É necessário dizer-lhe não! [...] Aqueles que na sua vida percorrem este
caminho do mal, como são os mafiosos, não estão em comunhão com Deus : estão
excomungados!’, reiterou.
A partir de então, em vários eventos públicos, Francisco voltou a
condenar os mafiosos, e fez isso sem muitos rodeios. No Angelus de 21 de março
de 2021, ele disse que ‘as máfias estão presentes em várias partes do mundo
e, aproveitando-se da pandemia, estão enriquecendo com a corrupção’.

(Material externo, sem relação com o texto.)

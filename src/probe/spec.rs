use std::path::Path;

use serde::{Deserialize, Serialize};

use crate::errors::DoctorError;

// ━━━━━━━━━━━━━━━━━━━━━━━━━━━━━━━━━━━━━━━━━━━━━━━━━━━━
// ProbeSpec — one named external check
// ━━━━━━━━━━━━━━━━━━━━━━━━━━━━━━━━━━━━━━━━━━━━━━━━━━━━

#[derive(Debug, Clone, Serialize, Deserialize)]
pub struct ProbeSpec {
    pub name: String,
    #[serde(default = "default_category")]
    pub category: String,
    #[serde(flatten)]
    pub kind: ProbeKind,
    /// Overrides the run-wide probe timeout when set.
    #[serde(default, skip_serializing_if = "Option::is_none")]
    pub timeout_secs: Option<u64>,
}

fn default_category() -> String {
    "general".to_string()
}

/// The observed probe shapes: run a command, open a TCP connection, issue an
/// HTTP GET. Redis gets a protocol-level PING since a TCP connect alone says
/// nothing about a wedged server.
#[derive(Debug, Clone, Serialize, Deserialize)]
#[serde(tag = "type", rename_all = "lowercase")]
pub enum ProbeKind {
    Command {
        program: String,
        #[serde(default)]
        args: Vec<String>,
    },
    Tcp {
        host: String,
        port: u16,
    },
    Http {
        url: String,
    },
    Redis {
        url: String,
    },
}

impl ProbeSpec {
    pub fn command(name: &str, category: &str, program: &str, args: &[&str]) -> Self {
        Self {
            name: name.to_string(),
            category: category.to_string(),
            kind: ProbeKind::Command {
                program: program.to_string(),
                args: args.iter().map(|a| a.to_string()).collect(),
            },
            timeout_secs: None,
        }
    }

    pub fn tcp(name: &str, category: &str, host: &str, port: u16) -> Self {
        Self {
            name: name.to_string(),
            category: category.to_string(),
            kind: ProbeKind::Tcp {
                host: host.to_string(),
                port,
            },
            timeout_secs: None,
        }
    }

    pub fn http(name: &str, category: &str, url: &str) -> Self {
        Self {
            name: name.to_string(),
            category: category.to_string(),
            kind: ProbeKind::Http {
                url: url.to_string(),
            },
            timeout_secs: None,
        }
    }

    pub fn redis(name: &str, category: &str, url: &str) -> Self {
        Self {
            name: name.to_string(),
            category: category.to_string(),
            kind: ProbeKind::Redis {
                url: url.to_string(),
            },
            timeout_secs: None,
        }
    }
}

#[derive(Debug, Clone, Serialize, Deserialize)]
pub struct ProbeFile {
    pub probes: Vec<ProbeSpec>,
}

/// Load a probe set from a YAML (or JSON) file.
pub fn load_probe_file(path: &Path) -> Result<Vec<ProbeSpec>, DoctorError> {
    if !path.exists() {
        return Err(DoctorError::ProbeFileNotFound {
            path: path.to_path_buf(),
        });
    }
    let raw = std::fs::read_to_string(path)?;
    let file: ProbeFile =
        serde_yaml::from_str(&raw).map_err(|source| DoctorError::ProbeFileParse {
            path: path.to_path_buf(),
            source,
        })?;
    Ok(file.probes)
}

#[cfg(test)]
mod tests {
    use super::*;

    #[test]
    fn test_parse_probe_file_yaml() {
        let yaml = r#"
probes:
  - name: redis
    category: services
    type: tcp
    host: 127.0.0.1
    port: 6379
  - name: docker
    type: command
    program: docker
    args: ["info"]
    timeout_secs: 10
  - name: ollama
    category: services
    type: http
    url: http://127.0.0.1:11434/api/tags
"#;
        let file: ProbeFile = serde_yaml::from_str(yaml).unwrap();
        assert_eq!(file.probes.len(), 3);

        assert!(matches!(
            &file.probes[0].kind,
            ProbeKind::Tcp { host, port: 6379 } if host == "127.0.0.1"
        ));
        // category defaults when omitted
        assert_eq!(file.probes[1].category, "general");
        assert_eq!(file.probes[1].timeout_secs, Some(10));
        assert!(matches!(&file.probes[2].kind, ProbeKind::Http { .. }));
    }

    #[test]
    fn test_missing_probe_file_is_an_error() {
        let err = load_probe_file(Path::new("/nonexistent/probes.yaml")).unwrap_err();
        assert!(err.to_string().contains("not found"));
    }
}
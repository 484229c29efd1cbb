pub mod config;
pub mod sync;

pub use config::{McpConfig, McpServerSpec};
pub use sync::{sync_from_catalog, SyncOutcome};
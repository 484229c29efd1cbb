//! JSON report artifact. The file is overwritten in full on every run —
//! no history, no rotation. Missing parent directories are created.

use std::fs;
use std::path::Path;

use crate::errors::DoctorError;

use super::models::RunReport;

pub fn write_report(path: &Path, report: &RunReport) -> Result<(), DoctorError> {
    if let Some(parent) = path.parent() {
        if !parent.as_os_str().is_empty() {
            fs::create_dir_all(parent).map_err(|source| DoctorError::ReportWrite {
                path: path.to_path_buf(),
                source,
            })?;
        }
    }

    let body = serde_json::to_string_pretty(report)?;
    fs::write(path, body).map_err(|source| DoctorError::ReportWrite {
        path: path.to_path_buf(),
        source,
    })?;

    tracing::info!(path = %path.display(), "report written");
    Ok(())
}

A comissão criada pelo Vaticano para estudar a formalização da
excomunhão dos mafiosos, uma medida que impede a pessoa que recebe a pena de
participar dos sacramentos, é coordenada pelo Dicastério para o Desenvolvimento
Humano Integral. Ao contrário do que se pensa, a medida não é direcionada
somente aos ‘bosses’ do crime organizado italiano, mas às milícias
e carteles, já que, no caso, a linha de ação desses criminosos é a
mesma, só muda o território de atuação. É tanto que, quando o papa se refere às
máfias, fala de maneira abrangente. A própria nota do Vaticano, que institui o
grupo de estudos em questão, deixa claro isso :
‘O objetivo é aprofundar o tema, colaborar com os bispos do
mundo todo, além de promover e apoiar iniciativas’, ressalta o texto.’